Your assignment:
Every line of the entries below that includes "never" belongs in the answer, copied as written.

Stored data:
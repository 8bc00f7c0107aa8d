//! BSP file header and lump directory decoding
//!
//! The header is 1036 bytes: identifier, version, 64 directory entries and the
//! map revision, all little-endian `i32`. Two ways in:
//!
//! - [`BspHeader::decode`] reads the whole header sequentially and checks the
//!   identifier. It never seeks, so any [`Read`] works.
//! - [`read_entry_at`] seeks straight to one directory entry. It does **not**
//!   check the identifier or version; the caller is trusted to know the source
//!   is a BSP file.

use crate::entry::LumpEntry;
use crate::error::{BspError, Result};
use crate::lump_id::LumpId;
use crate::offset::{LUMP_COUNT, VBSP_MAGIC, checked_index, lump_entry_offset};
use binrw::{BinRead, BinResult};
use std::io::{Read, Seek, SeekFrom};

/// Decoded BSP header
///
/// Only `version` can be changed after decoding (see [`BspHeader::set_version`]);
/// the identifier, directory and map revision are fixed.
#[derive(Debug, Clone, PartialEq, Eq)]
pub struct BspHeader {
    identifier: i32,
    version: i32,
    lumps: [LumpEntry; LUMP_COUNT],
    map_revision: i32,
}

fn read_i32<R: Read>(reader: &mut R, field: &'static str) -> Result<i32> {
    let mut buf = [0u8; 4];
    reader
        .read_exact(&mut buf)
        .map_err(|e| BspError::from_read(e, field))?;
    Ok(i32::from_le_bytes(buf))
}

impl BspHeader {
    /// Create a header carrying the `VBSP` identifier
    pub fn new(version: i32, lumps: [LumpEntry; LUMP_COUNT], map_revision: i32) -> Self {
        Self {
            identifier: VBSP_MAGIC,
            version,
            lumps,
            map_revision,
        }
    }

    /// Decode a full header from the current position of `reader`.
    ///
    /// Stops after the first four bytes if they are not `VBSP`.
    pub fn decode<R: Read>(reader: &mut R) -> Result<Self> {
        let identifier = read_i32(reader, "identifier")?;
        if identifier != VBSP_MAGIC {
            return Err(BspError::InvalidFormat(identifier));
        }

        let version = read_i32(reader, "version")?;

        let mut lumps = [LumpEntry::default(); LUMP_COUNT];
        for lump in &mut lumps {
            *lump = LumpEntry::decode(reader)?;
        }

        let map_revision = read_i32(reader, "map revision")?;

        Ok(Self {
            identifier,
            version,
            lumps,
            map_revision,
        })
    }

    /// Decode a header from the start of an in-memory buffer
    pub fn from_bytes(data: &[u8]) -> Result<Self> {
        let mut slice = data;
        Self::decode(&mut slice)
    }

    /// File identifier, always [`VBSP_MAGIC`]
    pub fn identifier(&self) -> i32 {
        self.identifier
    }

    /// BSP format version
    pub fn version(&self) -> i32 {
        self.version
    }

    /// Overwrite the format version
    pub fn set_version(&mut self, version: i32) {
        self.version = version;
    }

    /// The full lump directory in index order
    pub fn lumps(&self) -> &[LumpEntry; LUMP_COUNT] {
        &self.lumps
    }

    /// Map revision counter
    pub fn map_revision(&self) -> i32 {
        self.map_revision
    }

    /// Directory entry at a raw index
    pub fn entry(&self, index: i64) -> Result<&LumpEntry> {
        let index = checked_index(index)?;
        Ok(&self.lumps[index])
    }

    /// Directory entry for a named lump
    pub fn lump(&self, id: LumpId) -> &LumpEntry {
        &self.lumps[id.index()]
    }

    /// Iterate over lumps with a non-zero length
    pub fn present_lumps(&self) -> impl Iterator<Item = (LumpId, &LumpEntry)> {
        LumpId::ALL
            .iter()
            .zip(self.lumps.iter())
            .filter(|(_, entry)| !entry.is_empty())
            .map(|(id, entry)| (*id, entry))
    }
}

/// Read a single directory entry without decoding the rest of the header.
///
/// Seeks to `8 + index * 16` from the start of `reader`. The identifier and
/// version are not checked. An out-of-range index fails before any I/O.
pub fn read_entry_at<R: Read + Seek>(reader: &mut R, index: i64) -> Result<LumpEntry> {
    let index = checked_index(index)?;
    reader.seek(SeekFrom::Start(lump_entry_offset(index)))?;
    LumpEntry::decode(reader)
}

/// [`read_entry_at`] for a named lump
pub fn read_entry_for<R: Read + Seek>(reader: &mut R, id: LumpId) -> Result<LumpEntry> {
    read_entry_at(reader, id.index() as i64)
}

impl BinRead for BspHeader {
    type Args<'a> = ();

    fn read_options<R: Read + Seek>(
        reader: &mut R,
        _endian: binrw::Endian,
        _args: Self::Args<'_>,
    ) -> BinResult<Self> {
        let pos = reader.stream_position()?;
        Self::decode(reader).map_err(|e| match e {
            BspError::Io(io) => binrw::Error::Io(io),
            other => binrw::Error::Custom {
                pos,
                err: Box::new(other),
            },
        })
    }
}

--

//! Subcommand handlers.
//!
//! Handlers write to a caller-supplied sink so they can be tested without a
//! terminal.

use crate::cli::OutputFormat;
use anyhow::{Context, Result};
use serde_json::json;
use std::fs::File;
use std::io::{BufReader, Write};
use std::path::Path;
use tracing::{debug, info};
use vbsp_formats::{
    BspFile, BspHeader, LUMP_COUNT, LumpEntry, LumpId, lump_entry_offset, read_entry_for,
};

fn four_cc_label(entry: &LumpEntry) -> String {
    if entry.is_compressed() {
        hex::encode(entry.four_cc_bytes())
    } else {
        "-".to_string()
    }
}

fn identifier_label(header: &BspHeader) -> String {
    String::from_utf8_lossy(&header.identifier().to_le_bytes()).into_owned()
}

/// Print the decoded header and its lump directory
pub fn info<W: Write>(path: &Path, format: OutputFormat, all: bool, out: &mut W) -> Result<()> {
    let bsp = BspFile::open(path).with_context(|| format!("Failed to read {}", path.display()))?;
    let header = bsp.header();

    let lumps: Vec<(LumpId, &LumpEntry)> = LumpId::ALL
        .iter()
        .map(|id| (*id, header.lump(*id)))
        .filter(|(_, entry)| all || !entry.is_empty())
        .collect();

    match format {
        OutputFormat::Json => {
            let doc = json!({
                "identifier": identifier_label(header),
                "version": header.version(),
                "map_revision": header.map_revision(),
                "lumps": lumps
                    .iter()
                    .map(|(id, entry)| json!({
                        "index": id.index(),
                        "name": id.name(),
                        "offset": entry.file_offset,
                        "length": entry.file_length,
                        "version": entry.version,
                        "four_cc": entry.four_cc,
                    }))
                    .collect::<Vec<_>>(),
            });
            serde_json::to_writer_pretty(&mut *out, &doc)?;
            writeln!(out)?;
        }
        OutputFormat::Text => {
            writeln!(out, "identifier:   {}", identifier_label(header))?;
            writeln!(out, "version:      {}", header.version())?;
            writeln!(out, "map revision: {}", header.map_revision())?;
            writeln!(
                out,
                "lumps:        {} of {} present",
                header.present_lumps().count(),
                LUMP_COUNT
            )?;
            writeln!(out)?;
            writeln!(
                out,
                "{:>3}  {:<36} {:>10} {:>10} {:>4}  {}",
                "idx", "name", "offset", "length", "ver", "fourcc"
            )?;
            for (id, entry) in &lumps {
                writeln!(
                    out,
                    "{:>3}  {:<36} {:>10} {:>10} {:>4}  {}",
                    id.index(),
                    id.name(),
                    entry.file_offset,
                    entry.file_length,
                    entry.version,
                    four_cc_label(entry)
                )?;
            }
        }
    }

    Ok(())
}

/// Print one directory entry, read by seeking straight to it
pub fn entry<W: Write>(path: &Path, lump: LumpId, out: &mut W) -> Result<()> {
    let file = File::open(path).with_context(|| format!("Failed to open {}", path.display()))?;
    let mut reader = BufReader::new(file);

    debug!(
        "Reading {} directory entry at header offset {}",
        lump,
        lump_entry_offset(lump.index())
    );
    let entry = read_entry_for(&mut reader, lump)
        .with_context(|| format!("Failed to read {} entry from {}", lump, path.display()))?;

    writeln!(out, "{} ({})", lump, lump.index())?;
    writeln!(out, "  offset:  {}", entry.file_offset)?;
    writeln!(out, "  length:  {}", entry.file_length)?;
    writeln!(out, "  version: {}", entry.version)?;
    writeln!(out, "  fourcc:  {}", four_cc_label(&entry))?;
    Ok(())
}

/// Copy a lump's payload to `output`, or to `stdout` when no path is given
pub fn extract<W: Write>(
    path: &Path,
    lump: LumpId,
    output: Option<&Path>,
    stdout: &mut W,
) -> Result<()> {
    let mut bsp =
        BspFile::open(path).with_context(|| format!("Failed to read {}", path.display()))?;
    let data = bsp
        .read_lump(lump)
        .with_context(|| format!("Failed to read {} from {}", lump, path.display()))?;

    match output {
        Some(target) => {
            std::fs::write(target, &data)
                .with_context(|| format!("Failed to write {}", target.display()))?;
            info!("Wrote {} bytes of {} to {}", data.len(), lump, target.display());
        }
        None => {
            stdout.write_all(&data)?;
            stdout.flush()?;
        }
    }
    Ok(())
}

--

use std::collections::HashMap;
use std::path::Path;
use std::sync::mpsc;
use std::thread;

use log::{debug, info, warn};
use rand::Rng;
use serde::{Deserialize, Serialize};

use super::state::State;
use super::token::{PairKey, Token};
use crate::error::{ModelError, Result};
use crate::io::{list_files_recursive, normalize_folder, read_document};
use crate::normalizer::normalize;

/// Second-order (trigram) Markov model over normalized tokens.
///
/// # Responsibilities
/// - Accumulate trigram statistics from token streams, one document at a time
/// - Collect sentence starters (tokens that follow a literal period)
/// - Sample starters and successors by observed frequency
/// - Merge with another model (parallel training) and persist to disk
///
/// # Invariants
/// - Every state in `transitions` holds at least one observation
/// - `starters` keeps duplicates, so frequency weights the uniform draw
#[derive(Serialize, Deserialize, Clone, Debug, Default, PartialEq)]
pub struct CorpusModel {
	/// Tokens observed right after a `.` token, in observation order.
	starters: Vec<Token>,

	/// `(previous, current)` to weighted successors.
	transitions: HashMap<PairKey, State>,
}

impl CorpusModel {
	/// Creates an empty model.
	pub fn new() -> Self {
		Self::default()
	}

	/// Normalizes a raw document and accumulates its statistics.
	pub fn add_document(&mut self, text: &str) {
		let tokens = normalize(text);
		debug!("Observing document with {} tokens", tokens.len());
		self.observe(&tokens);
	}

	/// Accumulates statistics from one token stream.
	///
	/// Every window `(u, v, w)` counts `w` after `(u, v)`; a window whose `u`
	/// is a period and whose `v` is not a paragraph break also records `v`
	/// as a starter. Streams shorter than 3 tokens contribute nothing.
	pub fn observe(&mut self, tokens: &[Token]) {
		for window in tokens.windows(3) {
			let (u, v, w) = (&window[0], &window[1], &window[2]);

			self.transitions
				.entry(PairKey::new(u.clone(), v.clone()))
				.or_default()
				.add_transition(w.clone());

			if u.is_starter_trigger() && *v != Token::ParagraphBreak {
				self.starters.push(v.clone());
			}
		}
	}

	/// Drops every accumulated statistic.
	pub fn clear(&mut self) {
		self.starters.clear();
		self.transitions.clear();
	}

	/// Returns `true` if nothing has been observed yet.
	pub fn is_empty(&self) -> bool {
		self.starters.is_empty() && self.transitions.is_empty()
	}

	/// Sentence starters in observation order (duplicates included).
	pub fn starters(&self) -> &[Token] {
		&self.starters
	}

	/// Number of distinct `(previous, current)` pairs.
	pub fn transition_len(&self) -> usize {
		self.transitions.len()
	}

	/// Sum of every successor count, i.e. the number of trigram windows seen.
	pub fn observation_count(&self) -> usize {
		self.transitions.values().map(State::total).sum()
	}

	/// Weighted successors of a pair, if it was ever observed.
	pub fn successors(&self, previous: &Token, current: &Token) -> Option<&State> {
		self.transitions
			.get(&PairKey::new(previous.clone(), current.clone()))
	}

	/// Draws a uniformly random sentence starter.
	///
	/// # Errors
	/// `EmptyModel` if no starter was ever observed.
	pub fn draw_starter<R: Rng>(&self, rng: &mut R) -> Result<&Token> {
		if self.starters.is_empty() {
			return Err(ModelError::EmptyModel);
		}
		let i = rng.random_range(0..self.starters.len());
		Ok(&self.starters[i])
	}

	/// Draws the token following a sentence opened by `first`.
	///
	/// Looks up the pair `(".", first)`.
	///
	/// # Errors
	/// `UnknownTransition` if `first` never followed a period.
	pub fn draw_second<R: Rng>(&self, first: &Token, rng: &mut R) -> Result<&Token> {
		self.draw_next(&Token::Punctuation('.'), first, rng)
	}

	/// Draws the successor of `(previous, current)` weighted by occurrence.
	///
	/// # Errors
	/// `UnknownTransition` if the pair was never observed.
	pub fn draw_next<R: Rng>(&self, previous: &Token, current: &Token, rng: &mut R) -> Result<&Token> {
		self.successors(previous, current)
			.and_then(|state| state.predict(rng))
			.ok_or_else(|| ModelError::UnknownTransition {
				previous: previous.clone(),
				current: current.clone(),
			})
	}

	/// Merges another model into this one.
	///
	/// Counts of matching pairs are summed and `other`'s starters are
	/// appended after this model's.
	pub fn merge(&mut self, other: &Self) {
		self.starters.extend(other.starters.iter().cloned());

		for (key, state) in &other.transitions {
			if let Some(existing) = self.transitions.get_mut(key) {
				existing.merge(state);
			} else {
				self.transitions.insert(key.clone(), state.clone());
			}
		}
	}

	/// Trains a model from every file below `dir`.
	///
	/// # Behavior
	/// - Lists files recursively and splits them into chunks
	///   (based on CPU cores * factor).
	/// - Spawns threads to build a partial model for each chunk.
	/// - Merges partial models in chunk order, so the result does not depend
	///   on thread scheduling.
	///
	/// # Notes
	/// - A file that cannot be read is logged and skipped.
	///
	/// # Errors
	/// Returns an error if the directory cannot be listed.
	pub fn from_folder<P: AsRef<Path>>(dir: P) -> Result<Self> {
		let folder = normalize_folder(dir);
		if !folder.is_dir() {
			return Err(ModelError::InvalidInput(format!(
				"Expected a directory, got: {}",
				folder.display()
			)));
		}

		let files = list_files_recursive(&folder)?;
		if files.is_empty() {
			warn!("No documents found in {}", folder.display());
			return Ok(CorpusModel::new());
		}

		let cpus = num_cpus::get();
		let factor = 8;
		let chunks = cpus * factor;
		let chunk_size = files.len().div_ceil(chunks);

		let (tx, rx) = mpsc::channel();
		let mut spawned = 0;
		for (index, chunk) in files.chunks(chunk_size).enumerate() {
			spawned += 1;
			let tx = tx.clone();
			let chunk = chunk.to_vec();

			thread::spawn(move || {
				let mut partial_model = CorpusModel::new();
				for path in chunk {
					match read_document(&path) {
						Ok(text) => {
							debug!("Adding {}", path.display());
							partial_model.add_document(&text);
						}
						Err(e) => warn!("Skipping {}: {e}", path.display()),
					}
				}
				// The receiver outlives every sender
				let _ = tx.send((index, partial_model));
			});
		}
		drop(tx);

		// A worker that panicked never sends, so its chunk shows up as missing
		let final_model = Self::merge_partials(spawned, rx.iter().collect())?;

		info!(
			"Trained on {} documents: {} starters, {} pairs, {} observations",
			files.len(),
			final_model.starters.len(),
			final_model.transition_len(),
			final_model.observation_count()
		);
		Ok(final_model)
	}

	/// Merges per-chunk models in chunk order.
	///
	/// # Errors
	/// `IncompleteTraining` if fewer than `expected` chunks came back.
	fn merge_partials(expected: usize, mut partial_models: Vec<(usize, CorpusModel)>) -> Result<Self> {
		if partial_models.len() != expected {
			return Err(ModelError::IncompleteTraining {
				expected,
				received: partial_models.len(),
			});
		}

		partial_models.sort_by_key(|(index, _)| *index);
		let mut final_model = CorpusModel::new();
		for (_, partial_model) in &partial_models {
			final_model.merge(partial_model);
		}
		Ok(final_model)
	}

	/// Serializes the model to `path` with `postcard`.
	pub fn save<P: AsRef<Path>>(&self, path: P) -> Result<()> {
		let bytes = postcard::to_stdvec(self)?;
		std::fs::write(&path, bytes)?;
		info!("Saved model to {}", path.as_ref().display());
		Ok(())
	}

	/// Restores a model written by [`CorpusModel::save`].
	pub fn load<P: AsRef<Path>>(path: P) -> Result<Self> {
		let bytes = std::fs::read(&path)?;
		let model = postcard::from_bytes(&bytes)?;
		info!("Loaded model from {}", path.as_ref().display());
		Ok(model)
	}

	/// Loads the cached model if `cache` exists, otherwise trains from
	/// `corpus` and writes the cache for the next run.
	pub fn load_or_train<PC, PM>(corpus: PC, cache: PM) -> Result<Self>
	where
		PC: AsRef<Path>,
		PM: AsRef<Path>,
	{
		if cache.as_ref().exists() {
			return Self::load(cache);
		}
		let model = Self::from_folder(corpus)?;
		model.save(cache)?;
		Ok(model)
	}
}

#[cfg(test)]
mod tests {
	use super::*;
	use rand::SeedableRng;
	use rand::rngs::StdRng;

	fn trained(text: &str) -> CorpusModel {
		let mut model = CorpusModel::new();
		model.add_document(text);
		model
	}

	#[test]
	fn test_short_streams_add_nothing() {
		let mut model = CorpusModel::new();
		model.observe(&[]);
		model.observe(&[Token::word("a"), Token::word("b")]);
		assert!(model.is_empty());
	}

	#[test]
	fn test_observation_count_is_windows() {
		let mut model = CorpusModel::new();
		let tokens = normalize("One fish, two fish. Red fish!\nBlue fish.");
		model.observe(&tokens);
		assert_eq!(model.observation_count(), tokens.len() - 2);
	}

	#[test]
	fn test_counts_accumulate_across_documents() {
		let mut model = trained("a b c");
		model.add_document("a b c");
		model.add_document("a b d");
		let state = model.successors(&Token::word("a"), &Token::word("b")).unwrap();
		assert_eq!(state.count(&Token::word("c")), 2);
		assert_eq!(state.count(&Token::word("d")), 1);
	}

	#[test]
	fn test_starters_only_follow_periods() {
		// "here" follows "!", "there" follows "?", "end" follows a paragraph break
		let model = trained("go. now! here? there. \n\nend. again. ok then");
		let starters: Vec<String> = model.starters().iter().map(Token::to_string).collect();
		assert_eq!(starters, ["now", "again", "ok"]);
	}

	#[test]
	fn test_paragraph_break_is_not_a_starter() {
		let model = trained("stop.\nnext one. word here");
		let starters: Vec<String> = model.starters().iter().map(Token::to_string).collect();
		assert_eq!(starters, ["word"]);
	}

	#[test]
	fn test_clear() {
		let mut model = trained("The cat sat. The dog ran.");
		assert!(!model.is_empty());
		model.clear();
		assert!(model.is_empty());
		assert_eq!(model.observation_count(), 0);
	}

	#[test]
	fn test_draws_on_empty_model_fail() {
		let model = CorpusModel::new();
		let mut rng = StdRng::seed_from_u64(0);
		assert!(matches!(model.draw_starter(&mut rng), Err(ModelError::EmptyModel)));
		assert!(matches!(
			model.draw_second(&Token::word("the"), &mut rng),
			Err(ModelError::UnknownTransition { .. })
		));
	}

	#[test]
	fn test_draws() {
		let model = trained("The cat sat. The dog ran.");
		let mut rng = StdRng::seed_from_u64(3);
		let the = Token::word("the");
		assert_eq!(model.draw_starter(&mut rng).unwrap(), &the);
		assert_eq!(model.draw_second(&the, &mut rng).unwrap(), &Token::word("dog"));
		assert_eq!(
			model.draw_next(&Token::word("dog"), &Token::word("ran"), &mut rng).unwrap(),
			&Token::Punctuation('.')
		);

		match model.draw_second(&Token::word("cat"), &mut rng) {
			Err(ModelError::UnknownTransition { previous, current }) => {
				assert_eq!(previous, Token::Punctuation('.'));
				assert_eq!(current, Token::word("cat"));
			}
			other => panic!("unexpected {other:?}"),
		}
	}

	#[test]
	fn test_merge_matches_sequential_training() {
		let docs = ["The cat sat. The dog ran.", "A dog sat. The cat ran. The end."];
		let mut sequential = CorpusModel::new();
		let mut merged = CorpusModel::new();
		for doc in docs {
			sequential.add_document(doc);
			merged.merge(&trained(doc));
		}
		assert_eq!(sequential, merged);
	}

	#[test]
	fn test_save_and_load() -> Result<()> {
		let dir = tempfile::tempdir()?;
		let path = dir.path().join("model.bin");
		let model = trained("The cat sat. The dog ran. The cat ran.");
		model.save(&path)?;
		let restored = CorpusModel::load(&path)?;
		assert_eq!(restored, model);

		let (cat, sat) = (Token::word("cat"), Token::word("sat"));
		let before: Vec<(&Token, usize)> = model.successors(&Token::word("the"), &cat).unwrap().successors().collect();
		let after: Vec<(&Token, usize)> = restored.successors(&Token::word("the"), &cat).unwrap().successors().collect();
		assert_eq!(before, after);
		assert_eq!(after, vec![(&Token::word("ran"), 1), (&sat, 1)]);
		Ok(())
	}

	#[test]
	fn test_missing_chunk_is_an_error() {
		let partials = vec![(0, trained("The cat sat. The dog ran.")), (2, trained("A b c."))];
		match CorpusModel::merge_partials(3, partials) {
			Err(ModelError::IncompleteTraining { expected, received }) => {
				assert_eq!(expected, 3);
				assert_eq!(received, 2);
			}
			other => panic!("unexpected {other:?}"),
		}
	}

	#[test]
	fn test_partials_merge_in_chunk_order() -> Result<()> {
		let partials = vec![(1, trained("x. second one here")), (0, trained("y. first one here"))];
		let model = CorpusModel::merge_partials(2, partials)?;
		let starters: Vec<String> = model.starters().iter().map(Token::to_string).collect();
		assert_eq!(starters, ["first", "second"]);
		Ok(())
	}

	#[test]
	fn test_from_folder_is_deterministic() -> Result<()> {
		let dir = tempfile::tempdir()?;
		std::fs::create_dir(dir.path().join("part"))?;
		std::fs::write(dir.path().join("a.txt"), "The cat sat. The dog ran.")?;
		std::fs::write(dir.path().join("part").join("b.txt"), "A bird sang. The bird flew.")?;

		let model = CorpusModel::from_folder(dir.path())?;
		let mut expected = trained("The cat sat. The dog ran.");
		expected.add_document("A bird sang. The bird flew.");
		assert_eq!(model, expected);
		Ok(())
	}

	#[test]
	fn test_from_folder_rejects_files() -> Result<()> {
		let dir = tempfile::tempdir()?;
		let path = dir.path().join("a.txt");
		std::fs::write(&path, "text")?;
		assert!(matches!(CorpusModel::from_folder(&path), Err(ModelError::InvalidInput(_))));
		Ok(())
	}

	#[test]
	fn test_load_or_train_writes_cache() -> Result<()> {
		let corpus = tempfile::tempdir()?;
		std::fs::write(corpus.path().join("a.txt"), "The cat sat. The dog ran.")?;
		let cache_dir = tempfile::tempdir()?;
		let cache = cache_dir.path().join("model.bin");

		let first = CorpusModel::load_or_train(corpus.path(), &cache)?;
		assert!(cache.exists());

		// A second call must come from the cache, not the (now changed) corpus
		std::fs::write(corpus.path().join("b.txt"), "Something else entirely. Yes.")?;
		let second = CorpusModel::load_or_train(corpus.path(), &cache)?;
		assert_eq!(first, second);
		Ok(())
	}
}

Expected output:
//!   identifier. It never seeks, so any [`Read`] works.
	/// `UnknownTransition` if `first` never followed a period.
	/// `UnknownTransition` if the pair was never observed.
		// A worker that panicked never sends, so its chunk shows up as missing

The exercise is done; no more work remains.